(PROBLEM DETAILS):
Only lines that contain the word "format" are to be returned from the data below.

START PROVIDED ENTRIES

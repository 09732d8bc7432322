use std::path::{Path, PathBuf};

/// Walk upward from `start` to the first directory containing a `.git` entry
/// (file or directory; worktrees use a file). Falls back to `start` itself
/// when no repository marker exists.
pub fn find_workspace_root(start: &Path) -> PathBuf {
    let mut current = start.to_path_buf();
    loop {
        if current.join(".git").exists() {
            return current;
        }
        if !current.pop() {
            return start.to_path_buf();
        }
    }
}

/// Deterministic vector-store collection name for a workspace. Two processes
/// starting anywhere inside the same repository must agree on this.
pub fn collection_name(root: &Path) -> String {
    let raw = root.to_string_lossy().to_lowercase();
    let mut slug = String::with_capacity(raw.len());
    let mut last_was_sep = true;
    for ch in raw.chars() {
        if ch.is_ascii_alphanumeric() {
            slug.push(ch);
            last_was_sep = false;
        } else if !last_was_sep {
            slug.push('_');
            last_was_sep = true;
        }
    }
    let slug = slug.trim_end_matches('_');
    format!("{slug}_duplicate_prevention")
}

#[cfg(test)]
mod tests {
    use super::*;

    #[test]
    fn collection_name_is_deterministic() {
        let a = collection_name(Path::new("/home/user/github/my-project"));
        let b = collection_name(Path::new("/home/user/github/my-project"));
        assert_eq!(a, b);
        assert_eq!(a, "home_user_github_my_project_duplicate_prevention");
    }

    #[test]
    fn collection_name_collapses_separator_runs() {
        let name = collection_name(Path::new("/srv//data/repo"));
        assert_eq!(name, "srv_data_repo_duplicate_prevention");
    }

    #[test]
    fn workspace_root_detects_git_dir() {
        let tmp = tempfile::tempdir().unwrap();
        let root = tmp.path().join("repo");
        let nested = root.join("src").join("deep");
        std::fs::create_dir_all(&nested).unwrap();
        std::fs::create_dir_all(root.join(".git")).unwrap();

        assert_eq!(find_workspace_root(&nested), root);
        assert_eq!(find_workspace_root(&root), root);
    }

    #[test]
    fn workspace_root_detects_git_file() {
        let tmp = tempfile::tempdir().unwrap();
        let root = tmp.path().join("worktree");
        let nested = root.join("lib");
        std::fs::create_dir_all(&nested).unwrap();
        std::fs::write(root.join(".git"), "gitdir: /elsewhere").unwrap();

        assert_eq!(find_workspace_root(&nested), root);
    }

    #[test]
    fn workspace_root_falls_back_to_start() {
        let tmp = tempfile::tempdir().unwrap();
        let dir = tmp.path().join("no-repo");
        std::fs::create_dir_all(&dir).unwrap();
        assert_eq!(find_workspace_root(&dir), dir);
    }
}
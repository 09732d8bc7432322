use anyhow::Result;
use async_trait::async_trait;

use crate::guard::{render_refusal, Guard, GuardContext};
use crate::patterns;

/// Blocks container restarts. Restarting hides the real failure and loses
/// the in-container state needed to diagnose it.
pub struct DockerRestartGuard;

#[async_trait]
impl Guard for DockerRestartGuard {
    fn name(&self) -> &'static str {
        "docker_restart"
    }

    fn description(&self) -> &'static str {
        "Blocks docker restart in any of its spellings"
    }

    async fn should_trigger(&self, ctx: &mut GuardContext<'_>) -> Result<bool> {
        Ok(patterns::is_docker_restart(&ctx.request.command))
    }

    fn message(&self, ctx: &GuardContext<'_>) -> String {
        render_refusal(
            self.name(),
            &ctx.request.command,
            "Restarting a container papers over whatever made it unhealthy and \
             throws away the evidence.",
            "Read the logs first (`docker compose logs <service>`), fix the cause, \
             then bring the service up through compose.",
            true,
        )
    }
}

/// Blocks raw `docker` lifecycle commands outside compose. Read-only
/// operations (ps, logs, exec, images, system, info, version, help) pass.
pub struct DockerWithoutComposeGuard;

#[async_trait]
impl Guard for DockerWithoutComposeGuard {
    fn name(&self) -> &'static str {
        "docker_without_compose"
    }

    fn description(&self) -> &'static str {
        "Blocks ad-hoc docker lifecycle commands outside compose"
    }

    async fn should_trigger(&self, ctx: &mut GuardContext<'_>) -> Result<bool> {
        Ok(patterns::is_docker_without_compose(&ctx.request.command))
    }

    fn message(&self, ctx: &GuardContext<'_>) -> String {
        render_refusal(
            self.name(),
            &ctx.request.command,
            "Containers managed by compose must stay under compose; ad-hoc docker \
             commands drift the running state away from the service definition.",
            "Express the operation through `docker compose ...` so the compose file \
             stays the single source of truth.",
            true,
        )
    }
}
/// Environment assignments in `command` that name a bypass switch with a
/// truthy value. Covers `export`/`set`/`env` forms and leading inline
/// `VAR=value prog` assignments; reads of the variables never match.
pub fn bypass_assignments(command: &str) -> Vec<String> {
    let mut found = Vec::new();
    for statement in command.split(|c| c == ';' || c == '|' || c == '\n') {
        for part in statement.split("&&") {
            let tokens: Vec<&str> = part.split_whitespace().collect();
            if tokens.is_empty() {
                continue;
            }
            let first = tokens[0].to_lowercase();
            let assignments: &[&str] = if first == "export" || first == "set" || first == "env" {
                &tokens[1..]
            } else {
                &tokens[..]
            };
            for token in assignments {
                let Some(caps) = ASSIGNMENT.captures(token) else {
                    // Inline assignments only count before the program name.
                    if !(first == "export" || first == "set" || first == "env") {
                        break;
                    }
                    continue;
                };
                let name = &caps[1];
                let value = &caps[2];
                if is_bypass_name(name) && is_truthy(value) {
                    found.push(format!("{name}={value}"));
                }
            }
        }
    }
    found
}

// --- Temporary files --------------------------------------------------------

pub static TEMP_FILE_PREFIX: LazyLock<Regex> =
    LazyLock::new(|| build(r"^(test_|check_|debug_|temp_|quick_|investigate_)"));

// --- Secrets ----------------------------------------------------------------

pub static SECRET_SHAPES: LazyLock<Vec<(Regex, &'static str)>> = LazyLock::new(|| {
    vec![
        (build(r"AKIA[0-9A-Z]{16}"), "AWS access key"),
        (build(r"gh[pousr]_[A-Za-z0-9_]{36,}"), "GitHub token"),
        (
            build(r#"(?i)(api[_-]?key|secret[_-]?key)\s*[:=]\s*["'][A-Za-z0-9+/=]{20,}["']"#),
            "hardcoded API key",
        ),
        (
            build(r"-----BEGIN (RSA |EC |OPENSSH )?PRIVATE KEY-----"),
            "private key material",
        ),
    ]
});

// --- Helpers ----------------------------------------------------------------

pub fn matches_any(text: &str, patterns: &[Regex]) -> bool {
    patterns.iter().any(|re| re.is_match(text))
}

/// The verbatim excerpt of the first match, for quoting in guard messages.
pub fn first_match<'t>(text: &'t str, re: &Regex) -> Option<&'t str> {
    re.find(text).map(|m| m.as_str())
}

/// Every labeled pattern that fires, with its matched excerpt.
pub fn find_labeled<'t>(
    text: &'t str,
    patterns: &[(Regex, &'static str)],
) -> Vec<(&'static str, &'t str)> {
    patterns
        .iter()
        .filter_map(|(re, label)| re.find(text).map(|m| (*label, m.as_str())))
        .collect()
}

END PROVIDED ENTRIES

(RESPONSE TO THE EXERCISE):
    format!("{slug}_duplicate_prevention")
                    found.push(format!("{name}={value}"));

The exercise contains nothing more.